[Activity]: Search the records below for "Helper"; copy each line that has it.

Saved entries

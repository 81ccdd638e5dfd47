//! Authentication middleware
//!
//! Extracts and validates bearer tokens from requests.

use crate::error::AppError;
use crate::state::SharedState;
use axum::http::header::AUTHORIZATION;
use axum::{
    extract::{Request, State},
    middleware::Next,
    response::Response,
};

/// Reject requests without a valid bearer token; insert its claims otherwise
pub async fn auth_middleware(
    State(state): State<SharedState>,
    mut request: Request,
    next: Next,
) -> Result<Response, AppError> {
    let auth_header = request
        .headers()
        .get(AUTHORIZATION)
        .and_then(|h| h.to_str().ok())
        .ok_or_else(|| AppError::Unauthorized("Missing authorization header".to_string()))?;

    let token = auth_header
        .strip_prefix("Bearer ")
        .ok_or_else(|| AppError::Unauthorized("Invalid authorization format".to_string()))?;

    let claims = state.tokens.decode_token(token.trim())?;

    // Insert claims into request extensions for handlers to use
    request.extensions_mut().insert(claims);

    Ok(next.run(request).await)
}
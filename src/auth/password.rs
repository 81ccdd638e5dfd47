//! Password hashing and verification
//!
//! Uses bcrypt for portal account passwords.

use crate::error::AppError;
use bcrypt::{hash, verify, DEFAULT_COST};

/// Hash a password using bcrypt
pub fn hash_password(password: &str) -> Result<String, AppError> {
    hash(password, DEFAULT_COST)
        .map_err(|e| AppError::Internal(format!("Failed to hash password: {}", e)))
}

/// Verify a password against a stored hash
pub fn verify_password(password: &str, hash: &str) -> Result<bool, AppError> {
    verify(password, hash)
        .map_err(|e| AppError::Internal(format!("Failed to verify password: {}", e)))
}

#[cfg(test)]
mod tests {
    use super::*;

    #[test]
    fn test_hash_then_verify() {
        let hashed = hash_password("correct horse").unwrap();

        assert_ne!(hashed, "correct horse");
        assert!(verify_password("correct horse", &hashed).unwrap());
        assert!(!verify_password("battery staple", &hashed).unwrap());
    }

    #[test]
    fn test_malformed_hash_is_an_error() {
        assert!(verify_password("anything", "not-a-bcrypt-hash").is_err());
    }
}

==

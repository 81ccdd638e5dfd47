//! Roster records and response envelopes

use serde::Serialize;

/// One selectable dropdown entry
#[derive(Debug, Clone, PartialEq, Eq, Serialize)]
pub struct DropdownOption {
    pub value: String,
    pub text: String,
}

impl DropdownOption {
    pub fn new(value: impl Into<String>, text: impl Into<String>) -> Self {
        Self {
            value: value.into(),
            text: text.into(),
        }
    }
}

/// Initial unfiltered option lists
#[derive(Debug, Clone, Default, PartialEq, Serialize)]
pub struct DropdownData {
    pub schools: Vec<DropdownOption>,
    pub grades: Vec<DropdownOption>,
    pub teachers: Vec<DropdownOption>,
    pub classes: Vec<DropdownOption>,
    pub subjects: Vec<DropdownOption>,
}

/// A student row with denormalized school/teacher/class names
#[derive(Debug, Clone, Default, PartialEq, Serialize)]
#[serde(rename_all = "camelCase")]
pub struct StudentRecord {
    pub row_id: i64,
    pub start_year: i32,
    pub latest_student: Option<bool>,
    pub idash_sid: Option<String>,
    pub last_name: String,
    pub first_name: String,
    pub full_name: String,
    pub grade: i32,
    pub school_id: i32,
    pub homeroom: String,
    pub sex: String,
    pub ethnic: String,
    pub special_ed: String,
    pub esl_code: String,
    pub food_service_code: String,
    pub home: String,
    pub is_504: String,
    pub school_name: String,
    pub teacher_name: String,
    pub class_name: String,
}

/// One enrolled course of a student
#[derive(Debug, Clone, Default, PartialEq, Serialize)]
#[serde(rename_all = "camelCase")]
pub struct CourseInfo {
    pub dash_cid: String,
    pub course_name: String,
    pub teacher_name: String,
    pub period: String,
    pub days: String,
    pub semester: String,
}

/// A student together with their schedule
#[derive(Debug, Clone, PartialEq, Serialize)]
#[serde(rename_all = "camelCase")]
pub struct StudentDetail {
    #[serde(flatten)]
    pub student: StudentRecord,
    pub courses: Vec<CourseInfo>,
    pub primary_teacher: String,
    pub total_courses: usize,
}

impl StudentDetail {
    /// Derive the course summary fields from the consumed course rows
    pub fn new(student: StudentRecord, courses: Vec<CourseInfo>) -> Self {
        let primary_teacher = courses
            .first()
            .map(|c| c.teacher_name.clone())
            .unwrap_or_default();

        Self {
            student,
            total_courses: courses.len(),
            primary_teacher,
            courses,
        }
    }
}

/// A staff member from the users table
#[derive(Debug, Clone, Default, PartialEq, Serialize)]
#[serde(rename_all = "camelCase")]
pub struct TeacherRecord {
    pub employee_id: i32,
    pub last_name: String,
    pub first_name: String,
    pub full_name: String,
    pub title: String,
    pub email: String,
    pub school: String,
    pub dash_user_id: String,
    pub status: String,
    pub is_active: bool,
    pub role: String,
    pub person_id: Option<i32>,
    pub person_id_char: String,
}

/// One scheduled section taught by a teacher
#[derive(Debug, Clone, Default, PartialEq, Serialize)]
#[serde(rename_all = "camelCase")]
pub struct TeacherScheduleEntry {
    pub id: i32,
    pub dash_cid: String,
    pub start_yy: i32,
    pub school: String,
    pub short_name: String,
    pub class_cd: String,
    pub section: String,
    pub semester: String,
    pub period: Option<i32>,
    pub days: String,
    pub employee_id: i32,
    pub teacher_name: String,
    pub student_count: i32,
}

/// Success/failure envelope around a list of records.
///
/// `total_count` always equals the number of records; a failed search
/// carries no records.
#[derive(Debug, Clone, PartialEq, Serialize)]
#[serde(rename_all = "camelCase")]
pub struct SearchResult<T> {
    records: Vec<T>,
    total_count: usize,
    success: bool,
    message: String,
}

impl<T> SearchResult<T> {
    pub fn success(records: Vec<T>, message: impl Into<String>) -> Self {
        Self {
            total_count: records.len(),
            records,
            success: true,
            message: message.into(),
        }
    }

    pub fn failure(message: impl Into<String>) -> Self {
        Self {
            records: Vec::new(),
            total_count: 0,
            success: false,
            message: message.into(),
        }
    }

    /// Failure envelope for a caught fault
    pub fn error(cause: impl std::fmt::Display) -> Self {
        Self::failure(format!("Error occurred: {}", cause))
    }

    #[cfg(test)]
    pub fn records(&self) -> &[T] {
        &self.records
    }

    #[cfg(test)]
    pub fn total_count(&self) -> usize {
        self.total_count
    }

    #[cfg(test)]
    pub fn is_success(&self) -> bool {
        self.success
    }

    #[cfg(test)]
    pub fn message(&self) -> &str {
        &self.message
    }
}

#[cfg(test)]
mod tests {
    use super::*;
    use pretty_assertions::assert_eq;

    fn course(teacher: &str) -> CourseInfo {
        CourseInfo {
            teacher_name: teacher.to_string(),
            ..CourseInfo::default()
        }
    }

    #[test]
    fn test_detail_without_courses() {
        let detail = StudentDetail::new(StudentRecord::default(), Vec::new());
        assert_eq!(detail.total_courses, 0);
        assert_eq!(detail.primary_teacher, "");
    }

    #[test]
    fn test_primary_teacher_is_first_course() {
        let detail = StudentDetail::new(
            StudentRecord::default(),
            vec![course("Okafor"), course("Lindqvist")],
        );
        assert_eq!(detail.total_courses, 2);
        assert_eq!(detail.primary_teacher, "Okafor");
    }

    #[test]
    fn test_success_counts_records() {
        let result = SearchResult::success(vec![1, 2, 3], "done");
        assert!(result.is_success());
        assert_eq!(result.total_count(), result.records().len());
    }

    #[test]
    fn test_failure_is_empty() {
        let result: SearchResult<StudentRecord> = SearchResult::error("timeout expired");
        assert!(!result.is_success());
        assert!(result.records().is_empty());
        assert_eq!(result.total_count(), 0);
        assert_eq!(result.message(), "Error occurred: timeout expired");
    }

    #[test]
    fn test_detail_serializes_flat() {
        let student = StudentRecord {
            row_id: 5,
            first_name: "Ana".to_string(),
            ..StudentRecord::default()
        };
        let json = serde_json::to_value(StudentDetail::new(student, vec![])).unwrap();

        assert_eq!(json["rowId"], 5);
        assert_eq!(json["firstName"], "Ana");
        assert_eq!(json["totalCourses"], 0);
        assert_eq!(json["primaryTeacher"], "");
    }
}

---

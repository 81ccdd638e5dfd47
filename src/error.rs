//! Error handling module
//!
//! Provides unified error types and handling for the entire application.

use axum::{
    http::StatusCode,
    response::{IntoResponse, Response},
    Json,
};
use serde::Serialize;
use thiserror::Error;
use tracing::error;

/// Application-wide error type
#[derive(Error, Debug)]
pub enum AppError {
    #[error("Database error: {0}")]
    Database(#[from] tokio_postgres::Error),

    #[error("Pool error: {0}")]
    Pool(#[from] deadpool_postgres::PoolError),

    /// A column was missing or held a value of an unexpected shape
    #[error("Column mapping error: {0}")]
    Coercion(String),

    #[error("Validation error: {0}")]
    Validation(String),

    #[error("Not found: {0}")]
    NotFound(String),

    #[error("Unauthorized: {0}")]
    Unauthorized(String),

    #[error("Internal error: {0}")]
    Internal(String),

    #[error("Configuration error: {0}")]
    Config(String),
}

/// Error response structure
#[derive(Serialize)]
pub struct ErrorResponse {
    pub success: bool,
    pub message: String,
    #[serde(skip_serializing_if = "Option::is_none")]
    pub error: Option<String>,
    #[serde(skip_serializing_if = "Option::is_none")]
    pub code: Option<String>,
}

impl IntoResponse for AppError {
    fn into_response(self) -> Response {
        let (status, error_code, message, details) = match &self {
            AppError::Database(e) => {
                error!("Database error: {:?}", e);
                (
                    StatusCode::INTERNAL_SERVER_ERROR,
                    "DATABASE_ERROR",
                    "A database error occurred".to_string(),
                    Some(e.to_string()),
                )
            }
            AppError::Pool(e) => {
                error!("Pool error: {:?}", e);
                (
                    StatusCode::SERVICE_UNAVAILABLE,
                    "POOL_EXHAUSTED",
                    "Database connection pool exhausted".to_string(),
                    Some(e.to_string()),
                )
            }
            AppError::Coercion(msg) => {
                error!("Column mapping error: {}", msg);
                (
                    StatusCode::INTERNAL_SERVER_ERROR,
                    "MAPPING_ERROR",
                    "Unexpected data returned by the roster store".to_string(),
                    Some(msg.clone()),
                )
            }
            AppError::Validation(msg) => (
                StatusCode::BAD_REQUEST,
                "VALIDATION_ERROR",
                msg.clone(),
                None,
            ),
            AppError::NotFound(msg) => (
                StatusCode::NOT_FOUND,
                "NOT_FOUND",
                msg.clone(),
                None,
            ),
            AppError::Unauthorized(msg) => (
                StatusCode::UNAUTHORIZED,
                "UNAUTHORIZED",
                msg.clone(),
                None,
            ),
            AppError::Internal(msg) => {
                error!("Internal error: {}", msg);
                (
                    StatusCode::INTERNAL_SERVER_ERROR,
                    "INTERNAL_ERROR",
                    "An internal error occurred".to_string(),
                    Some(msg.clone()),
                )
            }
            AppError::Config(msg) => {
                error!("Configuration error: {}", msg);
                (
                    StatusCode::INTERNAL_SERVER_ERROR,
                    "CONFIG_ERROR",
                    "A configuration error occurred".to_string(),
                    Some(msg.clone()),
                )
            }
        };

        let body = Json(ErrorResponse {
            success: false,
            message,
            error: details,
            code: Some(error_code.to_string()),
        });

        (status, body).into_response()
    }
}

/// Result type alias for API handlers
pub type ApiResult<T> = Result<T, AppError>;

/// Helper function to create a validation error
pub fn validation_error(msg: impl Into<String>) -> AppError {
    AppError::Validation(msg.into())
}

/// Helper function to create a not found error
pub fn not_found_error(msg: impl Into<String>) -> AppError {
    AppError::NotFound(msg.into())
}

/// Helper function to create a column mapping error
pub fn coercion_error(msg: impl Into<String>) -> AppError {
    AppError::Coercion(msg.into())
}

[Exercise result]:
/// Helper function to create a validation error
/// Helper function to create a not found error
/// Helper function to create a column mapping error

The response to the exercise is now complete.